Stored dataset items

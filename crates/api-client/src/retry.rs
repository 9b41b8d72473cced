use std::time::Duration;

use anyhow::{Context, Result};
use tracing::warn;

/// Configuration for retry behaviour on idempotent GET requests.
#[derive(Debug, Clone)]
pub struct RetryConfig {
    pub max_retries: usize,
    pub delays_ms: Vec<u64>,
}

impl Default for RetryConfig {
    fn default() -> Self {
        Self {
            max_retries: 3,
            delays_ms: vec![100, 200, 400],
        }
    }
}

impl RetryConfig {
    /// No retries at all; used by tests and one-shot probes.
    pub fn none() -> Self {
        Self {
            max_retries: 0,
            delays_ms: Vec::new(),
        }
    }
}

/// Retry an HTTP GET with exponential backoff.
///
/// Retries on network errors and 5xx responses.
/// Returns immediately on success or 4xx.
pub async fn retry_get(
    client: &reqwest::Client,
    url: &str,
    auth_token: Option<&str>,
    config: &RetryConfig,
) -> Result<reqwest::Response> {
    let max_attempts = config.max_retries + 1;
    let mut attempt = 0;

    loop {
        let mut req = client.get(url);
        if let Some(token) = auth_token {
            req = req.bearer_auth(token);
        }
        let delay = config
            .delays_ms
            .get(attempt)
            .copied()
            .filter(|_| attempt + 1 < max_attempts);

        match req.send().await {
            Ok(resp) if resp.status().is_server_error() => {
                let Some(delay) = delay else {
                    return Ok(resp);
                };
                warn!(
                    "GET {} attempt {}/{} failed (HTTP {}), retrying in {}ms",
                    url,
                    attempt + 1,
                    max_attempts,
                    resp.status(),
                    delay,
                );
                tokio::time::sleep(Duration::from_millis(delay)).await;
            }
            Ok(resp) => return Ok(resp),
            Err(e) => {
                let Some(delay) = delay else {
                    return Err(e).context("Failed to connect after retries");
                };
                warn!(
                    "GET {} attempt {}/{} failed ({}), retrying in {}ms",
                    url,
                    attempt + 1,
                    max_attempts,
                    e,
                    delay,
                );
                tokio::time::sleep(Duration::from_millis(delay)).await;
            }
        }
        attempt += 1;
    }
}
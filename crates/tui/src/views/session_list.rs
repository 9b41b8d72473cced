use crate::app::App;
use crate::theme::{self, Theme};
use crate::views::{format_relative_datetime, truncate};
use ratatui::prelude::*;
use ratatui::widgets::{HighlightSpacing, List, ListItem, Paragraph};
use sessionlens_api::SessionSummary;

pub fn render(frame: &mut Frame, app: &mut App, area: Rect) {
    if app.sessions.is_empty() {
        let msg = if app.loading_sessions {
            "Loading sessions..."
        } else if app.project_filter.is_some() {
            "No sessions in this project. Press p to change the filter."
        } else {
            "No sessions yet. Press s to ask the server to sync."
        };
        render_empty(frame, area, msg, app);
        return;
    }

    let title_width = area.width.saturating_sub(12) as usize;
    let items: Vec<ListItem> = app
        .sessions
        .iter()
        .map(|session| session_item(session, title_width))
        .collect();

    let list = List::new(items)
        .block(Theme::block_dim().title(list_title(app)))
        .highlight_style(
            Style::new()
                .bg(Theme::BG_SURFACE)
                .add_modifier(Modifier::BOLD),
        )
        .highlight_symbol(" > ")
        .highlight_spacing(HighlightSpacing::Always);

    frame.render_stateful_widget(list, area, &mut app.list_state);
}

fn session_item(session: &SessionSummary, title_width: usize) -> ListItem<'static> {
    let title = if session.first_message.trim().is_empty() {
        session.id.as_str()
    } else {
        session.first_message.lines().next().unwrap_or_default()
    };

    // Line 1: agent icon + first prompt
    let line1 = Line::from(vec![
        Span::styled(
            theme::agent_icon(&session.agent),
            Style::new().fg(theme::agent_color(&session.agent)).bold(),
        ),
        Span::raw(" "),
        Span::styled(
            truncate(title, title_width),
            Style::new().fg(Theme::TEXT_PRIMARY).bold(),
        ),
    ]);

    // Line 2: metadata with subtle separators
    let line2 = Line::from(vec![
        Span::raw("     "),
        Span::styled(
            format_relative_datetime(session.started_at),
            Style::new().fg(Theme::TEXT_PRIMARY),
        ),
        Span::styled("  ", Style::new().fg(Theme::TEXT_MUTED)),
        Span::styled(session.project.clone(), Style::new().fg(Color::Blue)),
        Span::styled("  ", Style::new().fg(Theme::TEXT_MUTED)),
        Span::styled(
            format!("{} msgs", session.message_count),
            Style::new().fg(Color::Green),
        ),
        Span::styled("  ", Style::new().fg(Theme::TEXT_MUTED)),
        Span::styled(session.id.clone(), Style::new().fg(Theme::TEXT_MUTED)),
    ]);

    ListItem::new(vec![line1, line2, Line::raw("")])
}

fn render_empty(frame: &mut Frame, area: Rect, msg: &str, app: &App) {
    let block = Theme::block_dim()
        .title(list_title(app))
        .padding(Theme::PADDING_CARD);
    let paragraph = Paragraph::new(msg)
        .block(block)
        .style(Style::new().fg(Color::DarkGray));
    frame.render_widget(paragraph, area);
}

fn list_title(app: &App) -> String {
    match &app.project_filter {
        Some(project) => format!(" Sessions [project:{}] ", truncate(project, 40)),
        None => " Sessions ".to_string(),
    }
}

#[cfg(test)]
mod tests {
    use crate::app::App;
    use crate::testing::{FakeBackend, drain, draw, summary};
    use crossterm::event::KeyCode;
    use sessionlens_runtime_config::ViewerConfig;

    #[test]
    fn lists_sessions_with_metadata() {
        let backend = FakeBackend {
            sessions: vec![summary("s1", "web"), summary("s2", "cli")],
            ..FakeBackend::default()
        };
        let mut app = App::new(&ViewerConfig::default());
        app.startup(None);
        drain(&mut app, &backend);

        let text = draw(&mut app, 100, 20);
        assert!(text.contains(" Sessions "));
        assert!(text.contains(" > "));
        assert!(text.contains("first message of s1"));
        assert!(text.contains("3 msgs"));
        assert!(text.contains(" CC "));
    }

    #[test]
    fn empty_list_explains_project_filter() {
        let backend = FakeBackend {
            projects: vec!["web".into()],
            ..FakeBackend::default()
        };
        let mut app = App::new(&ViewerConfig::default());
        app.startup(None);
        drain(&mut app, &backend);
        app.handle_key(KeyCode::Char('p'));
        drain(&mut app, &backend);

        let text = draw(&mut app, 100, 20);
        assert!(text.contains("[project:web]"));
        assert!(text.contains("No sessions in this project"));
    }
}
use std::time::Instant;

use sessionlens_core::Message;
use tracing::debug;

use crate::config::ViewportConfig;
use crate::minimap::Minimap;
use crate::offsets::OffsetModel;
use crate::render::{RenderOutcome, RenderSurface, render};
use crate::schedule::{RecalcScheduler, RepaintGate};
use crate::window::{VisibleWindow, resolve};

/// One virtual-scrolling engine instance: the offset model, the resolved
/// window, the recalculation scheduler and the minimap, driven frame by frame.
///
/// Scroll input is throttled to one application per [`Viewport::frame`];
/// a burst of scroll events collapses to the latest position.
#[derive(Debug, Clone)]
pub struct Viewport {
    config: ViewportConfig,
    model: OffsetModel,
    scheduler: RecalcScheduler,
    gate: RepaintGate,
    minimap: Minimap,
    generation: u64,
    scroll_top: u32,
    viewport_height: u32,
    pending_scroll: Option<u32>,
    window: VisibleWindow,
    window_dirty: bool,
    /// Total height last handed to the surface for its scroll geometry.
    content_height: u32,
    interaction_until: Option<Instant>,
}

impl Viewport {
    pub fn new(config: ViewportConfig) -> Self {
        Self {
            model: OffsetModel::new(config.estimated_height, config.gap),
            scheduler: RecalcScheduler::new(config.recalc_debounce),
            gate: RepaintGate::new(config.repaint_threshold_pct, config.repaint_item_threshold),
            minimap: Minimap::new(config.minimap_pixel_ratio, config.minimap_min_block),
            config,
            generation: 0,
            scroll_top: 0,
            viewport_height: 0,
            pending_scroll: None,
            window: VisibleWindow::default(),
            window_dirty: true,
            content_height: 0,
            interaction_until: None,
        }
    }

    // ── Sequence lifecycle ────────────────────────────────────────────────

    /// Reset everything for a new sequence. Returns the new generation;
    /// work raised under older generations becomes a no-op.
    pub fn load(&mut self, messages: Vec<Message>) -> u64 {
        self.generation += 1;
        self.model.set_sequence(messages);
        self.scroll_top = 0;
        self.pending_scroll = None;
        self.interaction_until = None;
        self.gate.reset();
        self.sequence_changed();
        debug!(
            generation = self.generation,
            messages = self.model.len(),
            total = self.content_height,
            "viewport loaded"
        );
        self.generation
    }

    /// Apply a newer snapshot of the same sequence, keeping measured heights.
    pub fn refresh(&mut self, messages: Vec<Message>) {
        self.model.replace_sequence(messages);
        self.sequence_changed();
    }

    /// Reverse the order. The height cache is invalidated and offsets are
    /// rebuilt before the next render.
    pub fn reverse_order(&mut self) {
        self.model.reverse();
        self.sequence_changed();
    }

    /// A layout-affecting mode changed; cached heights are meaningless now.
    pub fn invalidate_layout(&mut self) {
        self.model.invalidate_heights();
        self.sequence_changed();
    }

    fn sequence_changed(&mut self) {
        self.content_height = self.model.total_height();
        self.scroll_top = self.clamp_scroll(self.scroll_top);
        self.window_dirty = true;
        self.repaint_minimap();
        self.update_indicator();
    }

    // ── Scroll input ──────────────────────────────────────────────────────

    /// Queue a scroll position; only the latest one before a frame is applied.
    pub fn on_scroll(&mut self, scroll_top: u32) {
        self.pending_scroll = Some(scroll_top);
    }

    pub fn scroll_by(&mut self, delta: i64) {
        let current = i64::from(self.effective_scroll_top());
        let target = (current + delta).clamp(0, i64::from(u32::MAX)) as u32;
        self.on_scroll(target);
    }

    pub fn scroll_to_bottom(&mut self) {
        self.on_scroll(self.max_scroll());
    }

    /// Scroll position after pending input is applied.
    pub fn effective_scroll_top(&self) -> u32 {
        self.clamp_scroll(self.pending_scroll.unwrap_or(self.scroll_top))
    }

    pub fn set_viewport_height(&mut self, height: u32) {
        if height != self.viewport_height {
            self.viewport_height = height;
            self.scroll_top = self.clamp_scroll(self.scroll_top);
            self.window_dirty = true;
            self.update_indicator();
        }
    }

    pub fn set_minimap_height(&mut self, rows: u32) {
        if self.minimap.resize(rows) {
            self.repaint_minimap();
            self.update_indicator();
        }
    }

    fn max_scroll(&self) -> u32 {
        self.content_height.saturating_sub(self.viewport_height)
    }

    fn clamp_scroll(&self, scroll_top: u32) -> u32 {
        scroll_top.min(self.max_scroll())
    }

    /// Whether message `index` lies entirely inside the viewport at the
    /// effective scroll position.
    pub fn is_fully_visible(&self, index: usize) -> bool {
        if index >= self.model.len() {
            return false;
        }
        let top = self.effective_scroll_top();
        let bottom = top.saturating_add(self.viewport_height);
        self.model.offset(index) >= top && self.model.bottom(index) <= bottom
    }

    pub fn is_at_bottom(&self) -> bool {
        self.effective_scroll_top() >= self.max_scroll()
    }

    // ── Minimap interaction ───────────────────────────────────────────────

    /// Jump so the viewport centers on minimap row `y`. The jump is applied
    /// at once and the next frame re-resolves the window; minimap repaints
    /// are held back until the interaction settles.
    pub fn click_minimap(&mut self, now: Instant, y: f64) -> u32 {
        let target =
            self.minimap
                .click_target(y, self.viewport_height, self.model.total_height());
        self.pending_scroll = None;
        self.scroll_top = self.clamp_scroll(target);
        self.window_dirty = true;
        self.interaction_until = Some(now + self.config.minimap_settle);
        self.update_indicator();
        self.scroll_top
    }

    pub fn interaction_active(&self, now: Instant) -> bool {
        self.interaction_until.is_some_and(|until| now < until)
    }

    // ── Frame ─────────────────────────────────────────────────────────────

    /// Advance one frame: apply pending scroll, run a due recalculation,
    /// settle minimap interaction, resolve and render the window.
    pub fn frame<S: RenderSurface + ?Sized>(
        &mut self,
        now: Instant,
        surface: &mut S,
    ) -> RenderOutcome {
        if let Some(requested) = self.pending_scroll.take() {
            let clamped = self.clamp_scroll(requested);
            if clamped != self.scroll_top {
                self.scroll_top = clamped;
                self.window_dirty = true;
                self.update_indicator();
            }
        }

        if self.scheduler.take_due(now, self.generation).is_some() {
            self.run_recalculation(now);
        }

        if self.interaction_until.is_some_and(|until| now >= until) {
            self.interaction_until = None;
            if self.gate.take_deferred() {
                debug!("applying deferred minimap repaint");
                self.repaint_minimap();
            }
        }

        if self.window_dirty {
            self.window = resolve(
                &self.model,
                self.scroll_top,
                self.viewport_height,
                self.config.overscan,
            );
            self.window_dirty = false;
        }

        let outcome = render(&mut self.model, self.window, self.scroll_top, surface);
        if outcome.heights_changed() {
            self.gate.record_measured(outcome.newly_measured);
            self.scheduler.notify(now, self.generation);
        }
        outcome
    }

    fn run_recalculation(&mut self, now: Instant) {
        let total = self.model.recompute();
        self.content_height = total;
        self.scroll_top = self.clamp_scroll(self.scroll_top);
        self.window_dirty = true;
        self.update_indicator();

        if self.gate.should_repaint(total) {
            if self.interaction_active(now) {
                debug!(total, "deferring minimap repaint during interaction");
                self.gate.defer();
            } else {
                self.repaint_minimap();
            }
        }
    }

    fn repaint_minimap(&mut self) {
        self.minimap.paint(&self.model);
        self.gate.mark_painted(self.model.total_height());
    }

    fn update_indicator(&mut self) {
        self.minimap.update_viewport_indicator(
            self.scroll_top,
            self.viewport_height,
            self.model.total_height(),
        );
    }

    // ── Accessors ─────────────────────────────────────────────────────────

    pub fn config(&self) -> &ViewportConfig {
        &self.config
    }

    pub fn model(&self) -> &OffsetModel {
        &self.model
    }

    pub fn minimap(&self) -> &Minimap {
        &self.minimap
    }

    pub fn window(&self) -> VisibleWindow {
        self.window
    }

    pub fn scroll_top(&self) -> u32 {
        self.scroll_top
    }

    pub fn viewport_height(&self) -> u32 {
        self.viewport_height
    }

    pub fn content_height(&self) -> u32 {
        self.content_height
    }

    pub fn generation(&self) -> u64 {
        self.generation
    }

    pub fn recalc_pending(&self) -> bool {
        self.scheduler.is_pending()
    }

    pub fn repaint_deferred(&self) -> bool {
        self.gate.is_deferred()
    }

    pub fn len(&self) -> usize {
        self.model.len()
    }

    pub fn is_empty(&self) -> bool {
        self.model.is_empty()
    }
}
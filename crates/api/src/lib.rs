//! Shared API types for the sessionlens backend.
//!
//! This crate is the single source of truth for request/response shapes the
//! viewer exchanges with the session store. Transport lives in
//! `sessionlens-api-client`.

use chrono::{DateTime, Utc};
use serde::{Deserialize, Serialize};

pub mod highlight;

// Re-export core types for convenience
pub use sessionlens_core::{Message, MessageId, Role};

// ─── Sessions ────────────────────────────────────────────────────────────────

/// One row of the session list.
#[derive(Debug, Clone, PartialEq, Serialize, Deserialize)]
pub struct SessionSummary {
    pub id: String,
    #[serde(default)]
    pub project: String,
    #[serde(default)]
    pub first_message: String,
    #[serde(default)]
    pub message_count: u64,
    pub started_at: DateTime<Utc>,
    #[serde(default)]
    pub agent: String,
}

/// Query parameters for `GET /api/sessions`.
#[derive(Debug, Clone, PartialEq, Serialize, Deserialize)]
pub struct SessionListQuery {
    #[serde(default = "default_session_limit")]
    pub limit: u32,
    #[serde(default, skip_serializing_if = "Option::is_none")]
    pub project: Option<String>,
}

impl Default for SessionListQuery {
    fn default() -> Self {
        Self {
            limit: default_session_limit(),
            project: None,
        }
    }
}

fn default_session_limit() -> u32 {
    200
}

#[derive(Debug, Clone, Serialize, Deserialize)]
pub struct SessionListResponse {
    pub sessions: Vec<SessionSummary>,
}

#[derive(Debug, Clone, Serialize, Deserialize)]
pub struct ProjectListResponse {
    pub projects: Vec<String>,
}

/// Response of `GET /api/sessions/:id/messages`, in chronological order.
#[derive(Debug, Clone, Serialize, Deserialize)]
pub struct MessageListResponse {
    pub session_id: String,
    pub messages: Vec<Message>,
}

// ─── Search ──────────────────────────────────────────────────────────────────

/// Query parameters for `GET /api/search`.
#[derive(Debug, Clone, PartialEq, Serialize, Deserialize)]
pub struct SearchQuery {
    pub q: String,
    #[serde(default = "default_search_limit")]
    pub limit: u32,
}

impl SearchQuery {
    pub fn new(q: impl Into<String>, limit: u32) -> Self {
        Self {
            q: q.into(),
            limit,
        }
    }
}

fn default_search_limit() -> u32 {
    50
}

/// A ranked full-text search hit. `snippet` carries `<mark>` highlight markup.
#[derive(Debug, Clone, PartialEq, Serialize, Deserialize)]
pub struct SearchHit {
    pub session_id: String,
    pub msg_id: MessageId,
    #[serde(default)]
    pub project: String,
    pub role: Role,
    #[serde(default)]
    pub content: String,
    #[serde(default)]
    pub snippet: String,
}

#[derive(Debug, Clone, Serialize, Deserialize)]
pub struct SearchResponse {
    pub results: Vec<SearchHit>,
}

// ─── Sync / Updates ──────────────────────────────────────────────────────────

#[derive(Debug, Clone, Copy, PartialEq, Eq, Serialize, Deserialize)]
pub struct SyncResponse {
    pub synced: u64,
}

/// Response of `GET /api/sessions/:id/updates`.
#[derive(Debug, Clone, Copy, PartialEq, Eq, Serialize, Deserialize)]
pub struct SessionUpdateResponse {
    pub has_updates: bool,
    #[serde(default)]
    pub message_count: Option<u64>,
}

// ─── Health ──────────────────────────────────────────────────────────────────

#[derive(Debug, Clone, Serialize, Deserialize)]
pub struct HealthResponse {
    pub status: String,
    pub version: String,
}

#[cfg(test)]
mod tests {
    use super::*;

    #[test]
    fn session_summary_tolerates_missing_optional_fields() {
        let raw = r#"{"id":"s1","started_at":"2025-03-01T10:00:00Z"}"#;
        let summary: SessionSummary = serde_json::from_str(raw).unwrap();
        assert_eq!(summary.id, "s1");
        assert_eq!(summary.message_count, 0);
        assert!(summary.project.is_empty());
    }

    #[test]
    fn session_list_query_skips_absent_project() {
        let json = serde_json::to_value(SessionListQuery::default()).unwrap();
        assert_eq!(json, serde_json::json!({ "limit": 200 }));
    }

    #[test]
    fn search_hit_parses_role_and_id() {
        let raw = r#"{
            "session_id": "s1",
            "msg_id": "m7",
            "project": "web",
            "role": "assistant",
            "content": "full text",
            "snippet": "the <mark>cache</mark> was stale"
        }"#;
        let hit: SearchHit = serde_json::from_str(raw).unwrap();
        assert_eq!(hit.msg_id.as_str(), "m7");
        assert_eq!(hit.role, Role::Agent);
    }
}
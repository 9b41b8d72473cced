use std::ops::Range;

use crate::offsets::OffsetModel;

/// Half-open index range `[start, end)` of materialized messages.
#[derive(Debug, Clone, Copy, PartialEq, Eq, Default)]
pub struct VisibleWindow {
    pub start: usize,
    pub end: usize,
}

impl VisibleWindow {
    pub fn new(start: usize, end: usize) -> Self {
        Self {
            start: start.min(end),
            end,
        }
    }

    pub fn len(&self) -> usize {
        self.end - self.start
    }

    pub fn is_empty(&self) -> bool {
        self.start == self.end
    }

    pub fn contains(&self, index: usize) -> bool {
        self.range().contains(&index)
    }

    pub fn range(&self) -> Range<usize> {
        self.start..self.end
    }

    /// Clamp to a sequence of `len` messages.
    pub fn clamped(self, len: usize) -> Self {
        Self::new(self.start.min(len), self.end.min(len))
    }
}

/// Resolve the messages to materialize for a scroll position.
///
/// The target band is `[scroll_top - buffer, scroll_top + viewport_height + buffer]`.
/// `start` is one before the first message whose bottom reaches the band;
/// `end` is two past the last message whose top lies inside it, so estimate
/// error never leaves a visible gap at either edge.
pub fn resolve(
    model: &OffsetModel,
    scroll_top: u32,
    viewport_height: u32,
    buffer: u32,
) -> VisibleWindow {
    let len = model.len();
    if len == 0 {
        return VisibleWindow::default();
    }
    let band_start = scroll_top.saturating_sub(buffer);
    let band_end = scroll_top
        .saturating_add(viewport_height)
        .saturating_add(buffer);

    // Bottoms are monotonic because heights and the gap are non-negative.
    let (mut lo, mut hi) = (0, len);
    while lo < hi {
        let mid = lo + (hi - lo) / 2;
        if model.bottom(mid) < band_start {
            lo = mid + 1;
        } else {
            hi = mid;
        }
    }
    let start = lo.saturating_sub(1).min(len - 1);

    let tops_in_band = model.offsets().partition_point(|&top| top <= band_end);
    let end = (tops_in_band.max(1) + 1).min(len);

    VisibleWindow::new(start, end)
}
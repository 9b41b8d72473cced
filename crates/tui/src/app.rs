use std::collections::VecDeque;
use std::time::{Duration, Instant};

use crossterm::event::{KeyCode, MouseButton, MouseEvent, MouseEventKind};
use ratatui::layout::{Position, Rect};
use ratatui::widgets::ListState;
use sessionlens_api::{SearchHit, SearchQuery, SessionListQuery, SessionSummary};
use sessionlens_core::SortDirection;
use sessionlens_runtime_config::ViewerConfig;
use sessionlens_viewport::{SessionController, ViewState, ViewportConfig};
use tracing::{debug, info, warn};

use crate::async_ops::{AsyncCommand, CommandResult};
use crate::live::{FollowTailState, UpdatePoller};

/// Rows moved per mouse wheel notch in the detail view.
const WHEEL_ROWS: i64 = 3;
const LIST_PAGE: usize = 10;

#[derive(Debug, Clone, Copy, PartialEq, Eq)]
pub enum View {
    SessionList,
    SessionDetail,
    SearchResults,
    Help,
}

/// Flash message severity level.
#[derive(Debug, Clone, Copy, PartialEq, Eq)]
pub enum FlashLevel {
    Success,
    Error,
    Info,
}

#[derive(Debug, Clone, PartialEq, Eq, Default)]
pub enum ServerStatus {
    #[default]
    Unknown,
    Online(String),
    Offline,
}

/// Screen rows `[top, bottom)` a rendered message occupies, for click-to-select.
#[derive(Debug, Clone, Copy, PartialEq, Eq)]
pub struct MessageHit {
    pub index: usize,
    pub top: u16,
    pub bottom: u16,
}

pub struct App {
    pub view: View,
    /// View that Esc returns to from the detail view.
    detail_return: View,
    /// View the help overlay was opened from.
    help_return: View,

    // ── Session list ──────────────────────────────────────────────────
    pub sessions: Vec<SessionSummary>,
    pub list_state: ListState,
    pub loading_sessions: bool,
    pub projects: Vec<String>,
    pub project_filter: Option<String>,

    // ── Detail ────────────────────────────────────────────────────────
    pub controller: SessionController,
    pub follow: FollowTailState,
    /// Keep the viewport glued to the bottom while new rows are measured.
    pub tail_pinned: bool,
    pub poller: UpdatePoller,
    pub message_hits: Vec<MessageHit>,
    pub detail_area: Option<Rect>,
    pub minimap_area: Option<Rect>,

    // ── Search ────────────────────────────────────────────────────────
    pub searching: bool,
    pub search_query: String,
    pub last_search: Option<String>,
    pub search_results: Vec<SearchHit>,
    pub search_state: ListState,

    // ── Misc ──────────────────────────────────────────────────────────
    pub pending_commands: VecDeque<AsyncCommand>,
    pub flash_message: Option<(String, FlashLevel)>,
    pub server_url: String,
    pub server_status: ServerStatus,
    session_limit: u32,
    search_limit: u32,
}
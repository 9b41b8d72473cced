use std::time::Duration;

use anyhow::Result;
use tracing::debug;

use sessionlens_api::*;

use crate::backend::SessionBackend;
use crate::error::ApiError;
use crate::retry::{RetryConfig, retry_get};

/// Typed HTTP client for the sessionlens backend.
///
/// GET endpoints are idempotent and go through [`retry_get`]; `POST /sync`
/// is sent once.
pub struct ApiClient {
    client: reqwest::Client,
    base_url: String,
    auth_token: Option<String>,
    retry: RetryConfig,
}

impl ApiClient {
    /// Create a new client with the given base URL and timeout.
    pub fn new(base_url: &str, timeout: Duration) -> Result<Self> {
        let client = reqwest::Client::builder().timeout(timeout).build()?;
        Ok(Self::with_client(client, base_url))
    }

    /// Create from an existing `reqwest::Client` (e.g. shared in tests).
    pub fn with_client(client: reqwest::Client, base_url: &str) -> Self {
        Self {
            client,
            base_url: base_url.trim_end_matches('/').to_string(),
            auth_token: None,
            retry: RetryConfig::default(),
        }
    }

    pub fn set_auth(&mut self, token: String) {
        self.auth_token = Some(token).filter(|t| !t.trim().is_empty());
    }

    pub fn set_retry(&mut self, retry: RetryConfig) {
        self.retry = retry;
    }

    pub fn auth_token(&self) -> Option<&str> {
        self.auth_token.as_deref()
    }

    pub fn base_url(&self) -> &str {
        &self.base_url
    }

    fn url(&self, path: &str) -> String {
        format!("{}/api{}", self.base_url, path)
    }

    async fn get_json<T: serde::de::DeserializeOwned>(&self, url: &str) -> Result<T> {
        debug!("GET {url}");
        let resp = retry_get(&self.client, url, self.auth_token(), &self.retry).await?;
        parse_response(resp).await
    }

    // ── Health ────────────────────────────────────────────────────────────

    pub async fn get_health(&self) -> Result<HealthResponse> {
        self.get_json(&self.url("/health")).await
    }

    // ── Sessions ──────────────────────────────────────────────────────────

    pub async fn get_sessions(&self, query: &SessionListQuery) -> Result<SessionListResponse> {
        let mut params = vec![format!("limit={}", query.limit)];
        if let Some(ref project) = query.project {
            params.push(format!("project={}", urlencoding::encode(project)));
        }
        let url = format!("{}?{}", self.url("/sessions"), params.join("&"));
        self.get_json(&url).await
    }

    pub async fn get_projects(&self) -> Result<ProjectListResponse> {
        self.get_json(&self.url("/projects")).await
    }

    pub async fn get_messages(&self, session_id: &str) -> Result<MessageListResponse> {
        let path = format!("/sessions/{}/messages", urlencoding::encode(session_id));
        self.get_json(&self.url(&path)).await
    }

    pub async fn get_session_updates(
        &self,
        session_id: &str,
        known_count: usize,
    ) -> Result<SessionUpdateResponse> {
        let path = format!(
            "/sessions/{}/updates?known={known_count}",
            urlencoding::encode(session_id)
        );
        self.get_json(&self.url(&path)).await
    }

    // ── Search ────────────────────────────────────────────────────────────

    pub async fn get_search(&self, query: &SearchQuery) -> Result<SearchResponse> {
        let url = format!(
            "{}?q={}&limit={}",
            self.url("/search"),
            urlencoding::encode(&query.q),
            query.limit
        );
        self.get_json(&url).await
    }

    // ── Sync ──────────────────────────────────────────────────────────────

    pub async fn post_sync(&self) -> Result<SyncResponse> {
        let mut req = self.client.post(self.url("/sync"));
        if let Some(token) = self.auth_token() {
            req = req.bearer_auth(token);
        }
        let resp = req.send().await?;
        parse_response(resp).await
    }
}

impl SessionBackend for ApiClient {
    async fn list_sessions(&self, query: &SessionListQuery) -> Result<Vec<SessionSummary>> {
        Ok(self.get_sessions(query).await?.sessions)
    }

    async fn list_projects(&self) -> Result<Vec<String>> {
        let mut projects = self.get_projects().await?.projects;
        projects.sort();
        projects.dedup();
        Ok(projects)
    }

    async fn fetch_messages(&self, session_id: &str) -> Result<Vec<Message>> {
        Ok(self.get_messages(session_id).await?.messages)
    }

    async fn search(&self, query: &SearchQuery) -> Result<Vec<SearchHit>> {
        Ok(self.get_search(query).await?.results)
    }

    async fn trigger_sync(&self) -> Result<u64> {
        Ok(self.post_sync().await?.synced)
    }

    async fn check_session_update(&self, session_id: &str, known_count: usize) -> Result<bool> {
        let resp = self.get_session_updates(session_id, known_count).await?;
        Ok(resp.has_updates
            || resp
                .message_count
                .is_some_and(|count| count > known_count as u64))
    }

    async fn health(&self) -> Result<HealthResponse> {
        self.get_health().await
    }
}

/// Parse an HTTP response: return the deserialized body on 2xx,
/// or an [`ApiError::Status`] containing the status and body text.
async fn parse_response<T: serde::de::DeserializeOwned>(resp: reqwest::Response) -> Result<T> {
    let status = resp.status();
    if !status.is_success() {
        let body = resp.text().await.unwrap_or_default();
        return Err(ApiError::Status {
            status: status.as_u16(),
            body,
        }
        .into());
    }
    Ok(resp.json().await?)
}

### [Prompt]
Please return exactly the lines from the opening line of the data above through the line with "impl Default for RetryConfig", both included and nothing else.

### [Reply]
filename crates/api-client/src/retry.rs
repository 9b41b8d72473cced
use std::time::Duration;

use anyhow::{Context, Result};
use tracing::warn;

/// Configuration for retry behaviour on idempotent GET requests.
#[derive(Debug, Clone)]
pub struct RetryConfig {
    pub max_retries: usize,
    pub delays_ms: Vec<u64>,
}

impl Default for RetryConfig {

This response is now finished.